2.2. Pemeriksaan Hamstring Muscle Tightness Untuk memeriksa serta memastikan seseorang, menderita HMTs dan mengalami gangguan fleksibilitasnya dapat dilakukan dengan secara manual. Menurut Minarro et al (2009) cara manual tersebut terbagi menjadi dua cara pengukurannya, yakni : Sit and Reach Test (SR), dan Back Saver Sit and Reach Test (BSSR). Dalam penelitiannya, Minarro et al (2009) mengukur fleksibilitas hamstring dengan membandingkan alat ukur menggunakan dua pengukuran tersebut, dari 143 sampel yang terdiri dari 67 wanita dan 76 pria dengan rata-rata usia 23 tahun, berat badan dengan rata – rata 75kg dan tinggi badan rata-rata sampel 1.76 m. Dengan hasil bahwa SR lebih valid dibandingkan dengan BSSR, dan Minarro et al (2009) juga menyarankan para praktisi sebaiknya menggunakan SR untuk mengukur fleksibilitas dari otot hamstring dikarenakan pemeriksaan ini lebih mudah dalam memahami protokol serta pemeriksaan ini dianjurkan bagi pria maupun wanita usia sekitar 23-39 tahun. Penelitian yang dilakukan Minarro et al (2009) juga didukung oleh Vega et al (2014), dia menyatakan dalam penelitiannya (Meta-Analysis) bahwa validitas untuk pengukuran fleksibilitas hamstring SR lebih baik dibandingkan dengan pengukuran yang lainnya. Dari hasil penelitian yang dilakukan oleh Minarro et al (2009) dan Vega et al (2014) penulis meyakini bahwa pengukuran fleksibilitas
24
hamsitring akan lebih baik bila menggunakan Sit and Reach Test (SR) maka dari itu penulis akan menggunakan SR sebagai alat ukur dalam penelitian ini.

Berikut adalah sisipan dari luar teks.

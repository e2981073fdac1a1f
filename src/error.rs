//! Crate level error type.
//!
//! A failed command falls in one of three classes: the arguments were
//! rejected before any bus traffic, the bus itself failed, or the board
//! answered with the all-ones sentinel.
use crate::{bus::BusError, protocol as proto};

#[derive(thiserror::Error, Debug)]
pub enum Error {
    /// Argument rejected, nothing was sent.
    #[error(transparent)]
    Protocol(#[from] proto::Error),

    #[error(transparent)]
    Bus(#[from] BusError),

    /// The board reported that the command did not execute.
    ///
    /// `cause` is `None` when the follow-up "get last error" command failed too.
    #[error("command 0x{opcode:02X} failed on board: {}", describe(.cause))]
    Firmware {
        opcode: u8,
        cause: Option<proto::FirmwareError>,
    },

    #[error("bus lock poisoned by a panicking thread")]
    LockPoisoned,
}

impl Error {
    /// Whether the failure overwrites an output slot with its poison value.
    ///
    /// Rejected arguments leave outputs alone. An unknown telemetry register
    /// still yields a zero reading.
    pub fn poisons_output(&self) -> bool {
        match self {
            Self::Protocol(proto::Error::UnknownChannel(_)) => true,
            Self::Protocol(_) => false,
            Self::Bus(_) | Self::Firmware { .. } | Self::LockPoisoned => true,
        }
    }
}

fn describe(cause: &Option<proto::FirmwareError>) -> String {
    match cause {
        Some(cause) => cause.to_string(),
        None => "cause unknown".to_string(),
    }
}

/// The result type for board operations.
pub type Result<T> = std::result::Result<T, Error>;

#[cfg(test)]
mod tests {
    use super::*;

    #[test]
    fn poisoning_by_class() {
        assert!(!Error::from(proto::Error::PdmChannelOutOfRange(0)).poisons_output());
        assert!(Error::from(proto::Error::UnknownChannel(0x1234)).poisons_output());
        assert!(Error::from(BusError::Timeout).poisons_output());
        assert!(Error::Firmware {
            opcode: 0x04,
            cause: None
        }
        .poisons_output());
    }

    #[test]
    fn firmware_message() {
        let error = Error::Firmware {
            opcode: 0x54,
            cause: Some(proto::FirmwareError::ChannelInactive),
        };
        assert_eq!(
            error.to_string(),
            "command 0x54 failed on board: selected channel is currently inactive"
        );
        let error = Error::Firmware {
            opcode: 0x10,
            cause: None,
        };
        assert_eq!(error.to_string(), "command 0x10 failed on board: cause unknown");
    }
}
//! Default LLM config loaded strictly from environment variables.
//!
//! # Environment variables
//!
//! - `OPENAI_API_KEY`       = bearer token (mandatory)
//! - `OPENAI_URL`           = API base, default `https://api.openai.com`
//! - `OPENAI_MODEL`         = model id, default `gpt-3.5-turbo`
//! - `LLM_TEMPERATURE`      = sampling temperature, default `0.2`
//! - `LLM_TOP_P`            = optional nucleus sampling cutoff
//! - `LLM_MAX_TOKENS`       = optional max tokens (u32)
//! - `LLM_STREAM`           = streaming flag, default `true`
//! - `LLM_TIMEOUT_SECS`     = total request timeout, default `120`
//! - `LLM_STREAM_IDLE_SECS` = max wait between fragments, default `30`

use crate::{
    config::llm_model_config::LlmModelConfig,
    error_handler::{
        AiLlmError, ConfigError, env_opt, env_opt_bool, env_opt_parse, must_env,
        validate_http_endpoint, validate_range_f32,
    },
};

pub const DEFAULT_OPENAI_URL: &str = "https://api.openai.com";
pub const DEFAULT_OPENAI_MODEL: &str = "gpt-3.5-turbo";
pub const DEFAULT_TEMPERATURE: f32 = 0.2;
pub const DEFAULT_TIMEOUT_SECS: u64 = 120;
pub const DEFAULT_STREAM_IDLE_SECS: u64 = 30;

/// Constructs the chat model config from the process environment.
///
/// # Errors
/// See [`config_openai_chat_from`].
pub fn config_openai_chat() -> Result<LlmModelConfig, AiLlmError> {
    config_openai_chat_from(|name| std::env::var(name).ok())
}

/// Constructs the chat model config from an arbitrary variable lookup.
///
/// # Errors
///
/// - [`ConfigError::MissingVar`] if `OPENAI_API_KEY` is missing or empty
/// - [`ConfigError::InvalidFormat`] if `OPENAI_URL` is not http(s)
/// - [`ConfigError::InvalidNumber`] for unparsable numbers or flags
/// - [`ConfigError::OutOfRange`] for temperature/top_p outside their range
pub fn config_openai_chat_from<F>(lookup: F) -> Result<LlmModelConfig, AiLlmError>
where
    F: Fn(&str) -> Option<String>,
{
    let api_key = must_env(&lookup, "OPENAI_API_KEY")?;

    let endpoint = env_opt(&lookup, "OPENAI_URL").unwrap_or_else(|| DEFAULT_OPENAI_URL.into());
    validate_http_endpoint("OPENAI_URL", endpoint.trim())?;

    let model = env_opt(&lookup, "OPENAI_MODEL").unwrap_or_else(|| DEFAULT_OPENAI_MODEL.into());
    if model.trim().is_empty() {
        return Err(ConfigError::EmptyModel.into());
    }

    let temperature = env_opt_parse::<_, f32>(&lookup, "LLM_TEMPERATURE", "expected f32")?
        .unwrap_or(DEFAULT_TEMPERATURE);
    validate_range_f32("temperature", "expected 0.0..=2.0", temperature, 0.0, 2.0)?;

    let top_p = env_opt_parse::<_, f32>(&lookup, "LLM_TOP_P", "expected f32")?;
    if let Some(p) = top_p {
        validate_range_f32("top_p", "expected 0.0..=1.0", p, 0.0, 1.0)?;
    }

    let max_tokens = env_opt_parse::<_, u32>(&lookup, "LLM_MAX_TOKENS", "expected u32")?;
    let stream = env_opt_bool(&lookup, "LLM_STREAM")?.unwrap_or(true);
    let timeout_secs = env_opt_parse::<_, u64>(&lookup, "LLM_TIMEOUT_SECS", "expected u64")?
        .unwrap_or(DEFAULT_TIMEOUT_SECS);
    let stream_idle_secs =
        env_opt_parse::<_, u64>(&lookup, "LLM_STREAM_IDLE_SECS", "expected u64")?
            .unwrap_or(DEFAULT_STREAM_IDLE_SECS);
    if timeout_secs == 0 {
        return Err(ConfigError::OutOfRange {
            field: "timeout_secs",
            detail: "expected > 0",
        }
        .into());
    }
    if stream_idle_secs == 0 {
        return Err(ConfigError::OutOfRange {
            field: "stream_idle_secs",
            detail: "expected > 0",
        }
        .into());
    }

    Ok(LlmModelConfig {
        model,
        endpoint,
        api_key: Some(api_key),
        max_tokens,
        temperature: Some(temperature),
        top_p,
        stream,
        timeout_secs: Some(timeout_secs),
        stream_idle_secs: Some(stream_idle_secs),
    })
}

2.2.1. Sit and Reach Test (SR) 1. Pengertian Sit and Reach Test (SR) Wismanto (2011) menjelaskan bahwa metode Sit and Reach Test (SR) merupakan alat ukur untuk mengukur extensibilitas dari otot hamstring. Sit and Reach Test (SR) adalah standar pemeriksaan untuk memeriksa fleksibilitas otot hamstring dan otot punggung belakang (Glynn dan Fiddler, 2009). Sedangkan menurut Quinn (2014) Sit and Reach Test merupakan metode pengukuran untuk mengukur fleksibilitas dari otot hamstring dan punggung belakang yang meggunakan media berupa boks terbuat dari papan atau metal yang tingginya 30 cm, lalu diatas boks tersebut diletakan penggaris ukur yang panjangnya 26 cm keluar dari boks dan -26 cm sampai ke ujung dari boks tersebut (Gambar 2.5).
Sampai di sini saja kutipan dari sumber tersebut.